//! Warehouse backend abstraction
//!
//! This module provides the persistence side of the ingestion pipeline:
//! - DuckDB: embedded warehouse for local runs and tests
//! - PostgreSQL: the shared production warehouse
//!
//! All writes go through the upsert engine in [`upsert`], which stages a
//! batch in a temporary table and merges it into its target with a single
//! `INSERT ... ON CONFLICT` statement.

use async_trait::async_trait;
use serde::{Deserialize, Serialize};

#[cfg(feature = "duckdb-backend")]
pub mod duckdb;

#[cfg(feature = "postgres-backend")]
pub mod postgres;

pub mod schema;
pub mod upsert;

#[cfg(feature = "duckdb-backend")]
pub use self::duckdb::DuckDBBackend;

#[cfg(feature = "postgres-backend")]
pub use self::postgres::PostgresBackend;

pub use schema::{WarehouseNames, WarehouseSchema};
pub use upsert::{
    ConflictPolicy, InsertShape, PersistTarget, SqlType, SqlValue, StageRow, StagingBatch,
    UpsertEngine,
};

/// Error type for warehouse operations
#[derive(Debug, thiserror::Error)]
pub enum DatabaseError {
    /// Rows in one batch do not share a column set
    #[error("Schema mismatch in row {row}: expected columns [{expected}], found [{found}]")]
    SchemaMismatch {
        row: usize,
        expected: String,
        found: String,
    },

    /// Target table, schema, or lookup table does not exist
    #[error("Schema error on {table}: {message}")]
    SchemaError { table: String, message: String },

    /// Conflict target does not match a unique constraint on the target
    #[error("Constraint error on {table} ({key}): {message}")]
    ConstraintError {
        table: String,
        key: String,
        message: String,
    },

    /// Failed to connect to database
    #[error("Connection failed: {0}")]
    ConnectionFailed(String),

    /// Query execution failed
    #[error("Query failed: {0}")]
    QueryFailed(String),

    /// Schema bootstrap failed
    #[error("Migration failed: {0}")]
    MigrationFailed(String),

    /// Serialization/deserialization error
    #[error("Serialization error: {0}")]
    SerializationError(String),

    /// Configuration error
    #[error("Configuration error: {0}")]
    ConfigError(String),

    /// Invalid input
    #[error("Invalid input: {0}")]
    InvalidInput(String),

    /// IO error
    #[error("IO error: {0}")]
    IoError(String),
}

/// Result type for database operations
pub type DatabaseResult<T> = Result<T, DatabaseError>;

/// Query result row as a JSON value
pub type QueryRow = serde_json::Value;

/// Query result set
#[derive(Debug, Clone, Serialize, Deserialize)]
pub struct QueryResult {
    /// Column names
    pub columns: Vec<String>,
    /// Rows of data
    pub rows: Vec<QueryRow>,
    /// Number of rows affected (for INSERT/UPDATE/DELETE)
    pub rows_affected: Option<u64>,
    /// Execution time in milliseconds
    pub execution_time_ms: u64,
}

impl QueryResult {
    /// Create a new query result
    pub fn new(columns: Vec<String>, rows: Vec<QueryRow>) -> Self {
        Self {
            columns,
            rows,
            rows_affected: None,
            execution_time_ms: 0,
        }
    }

    /// Get the number of rows
    pub fn row_count(&self) -> usize {
        self.rows.len()
    }

    /// Check if the result is empty
    pub fn is_empty(&self) -> bool {
        self.rows.is_empty()
    }

    /// First column of the first row, if any
    pub fn scalar(&self) -> Option<&serde_json::Value> {
        let column = self.columns.first()?;
        self.rows.first().and_then(|row| row.get(column))
    }
}

/// Warehouse backend trait
///
/// Backends expose plain query execution plus the one write primitive the
/// pipeline needs: load a staged batch into a session-private table, run the
/// merge statement against it, and release the staging table whatever the
/// outcome.
#[async_trait(?Send)]
pub trait DatabaseBackend: Send + Sync {
    /// Create the warehouse schemas and tables if they don't exist
    async fn initialize(&self, names: &WarehouseNames) -> DatabaseResult<()>;

    /// Execute a SQL query and return results
    async fn execute_query(&self, sql: &str) -> DatabaseResult<QueryResult>;

    /// Execute one or more statements that return no rows
    async fn execute_batch(&self, sql: &str) -> DatabaseResult<()>;

    /// Stage `batch` and run `merge_sql` against it
    ///
    /// The staging table named by `batch.staging_name()` exists only for the
    /// duration of this call. Returns the number of rows the merge wrote.
    async fn merge_staged(&self, batch: &StagingBatch, merge_sql: &str) -> DatabaseResult<u64>;

    /// Check if database is healthy and accessible
    async fn health_check(&self) -> DatabaseResult<bool>;

    /// Backend type string ("duckdb" or "postgres")
    fn backend_type(&self) -> &'static str;

    /// Close the database connection
    async fn close(&self) -> DatabaseResult<()>;
}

▸ **Directions for this task**
Restate the entire listing verbatim.

▸ **Your solution**
//! Warehouse backend abstraction
//!
//! This module provides the persistence side of the ingestion pipeline:
//! - DuckDB: embedded warehouse for local runs and tests
//! - PostgreSQL: the shared production warehouse
//!
//! All writes go through the upsert engine in [`upsert`], which stages a
//! batch in a temporary table and merges it into its target with a single
//! `INSERT ... ON CONFLICT` statement.

use async_trait::async_trait;
use serde::{Deserialize, Serialize};

#[cfg(feature = "duckdb-backend")]
pub mod duckdb;

#[cfg(feature = "postgres-backend")]
pub mod postgres;

pub mod schema;
pub mod upsert;

#[cfg(feature = "duckdb-backend")]
pub use self::duckdb::DuckDBBackend;

#[cfg(feature = "postgres-backend")]
pub use self::postgres::PostgresBackend;

pub use schema::{WarehouseNames, WarehouseSchema};
pub use upsert::{
    ConflictPolicy, InsertShape, PersistTarget, SqlType, SqlValue, StageRow, StagingBatch,
    UpsertEngine,
};

/// Error type for warehouse operations
#[derive(Debug, thiserror::Error)]
pub enum DatabaseError {
    /// Rows in one batch do not share a column set
    #[error("Schema mismatch in row {row}: expected columns [{expected}], found [{found}]")]
    SchemaMismatch {
        row: usize,
        expected: String,
        found: String,
    },

    /// Target table, schema, or lookup table does not exist
    #[error("Schema error on {table}: {message}")]
    SchemaError { table: String, message: String },

    /// Conflict target does not match a unique constraint on the target
    #[error("Constraint error on {table} ({key}): {message}")]
    ConstraintError {
        table: String,
        key: String,
        message: String,
    },

    /// Failed to connect to database
    #[error("Connection failed: {0}")]
    ConnectionFailed(String),

    /// Query execution failed
    #[error("Query failed: {0}")]
    QueryFailed(String),

    /// Schema bootstrap failed
    #[error("Migration failed: {0}")]
    MigrationFailed(String),

    /// Serialization/deserialization error
    #[error("Serialization error: {0}")]
    SerializationError(String),

    /// Configuration error
    #[error("Configuration error: {0}")]
    ConfigError(String),

    /// Invalid input
    #[error("Invalid input: {0}")]
    InvalidInput(String),

    /// IO error
    #[error("IO error: {0}")]
    IoError(String),
}

/// Result type for database operations
pub type DatabaseResult<T> = Result<T, DatabaseError>;

/// Query result row as a JSON value
pub type QueryRow = serde_json::Value;

/// Query result set
#[derive(Debug, Clone, Serialize, Deserialize)]
pub struct QueryResult {
    /// Column names
    pub columns: Vec<String>,
    /// Rows of data
    pub rows: Vec<QueryRow>,
    /// Number of rows affected (for INSERT/UPDATE/DELETE)
    pub rows_affected: Option<u64>,
    /// Execution time in milliseconds
    pub execution_time_ms: u64,
}

impl QueryResult {
    /// Create a new query result
    pub fn new(columns: Vec<String>, rows: Vec<QueryRow>) -> Self {
        Self {
            columns,
            rows,
            rows_affected: None,
            execution_time_ms: 0,
        }
    }

    /// Get the number of rows
    pub fn row_count(&self) -> usize {
        self.rows.len()
    }

    /// Check if the result is empty
    pub fn is_empty(&self) -> bool {
        self.rows.is_empty()
    }

    /// First column of the first row, if any
    pub fn scalar(&self) -> Option<&serde_json::Value> {
        let column = self.columns.first()?;
        self.rows.first().and_then(|row| row.get(column))
    }
}

/// Warehouse backend trait
///
/// Backends expose plain query execution plus the one write primitive the
/// pipeline needs: load a staged batch into a session-private table, run the
/// merge statement against it, and release the staging table whatever the
/// outcome.
#[async_trait(?Send)]
pub trait DatabaseBackend: Send + Sync {
    /// Create the warehouse schemas and tables if they don't exist
    async fn initialize(&self, names: &WarehouseNames) -> DatabaseResult<()>;

    /// Execute a SQL query and return results
    async fn execute_query(&self, sql: &str) -> DatabaseResult<QueryResult>;

    /// Execute one or more statements that return no rows
    async fn execute_batch(&self, sql: &str) -> DatabaseResult<()>;

    /// Stage `batch` and run `merge_sql` against it
    ///
    /// The staging table named by `batch.staging_name()` exists only for the
    /// duration of this call. Returns the number of rows the merge wrote.
    async fn merge_staged(&self, batch: &StagingBatch, merge_sql: &str) -> DatabaseResult<u64>;

    /// Check if database is healthy and accessible
    async fn health_check(&self) -> DatabaseResult<bool>;

    /// Backend type string ("duckdb" or "postgres")
    fn backend_type(&self) -> &'static str;

    /// Close the database connection
    async fn close(&self) -> DatabaseResult<()>;
}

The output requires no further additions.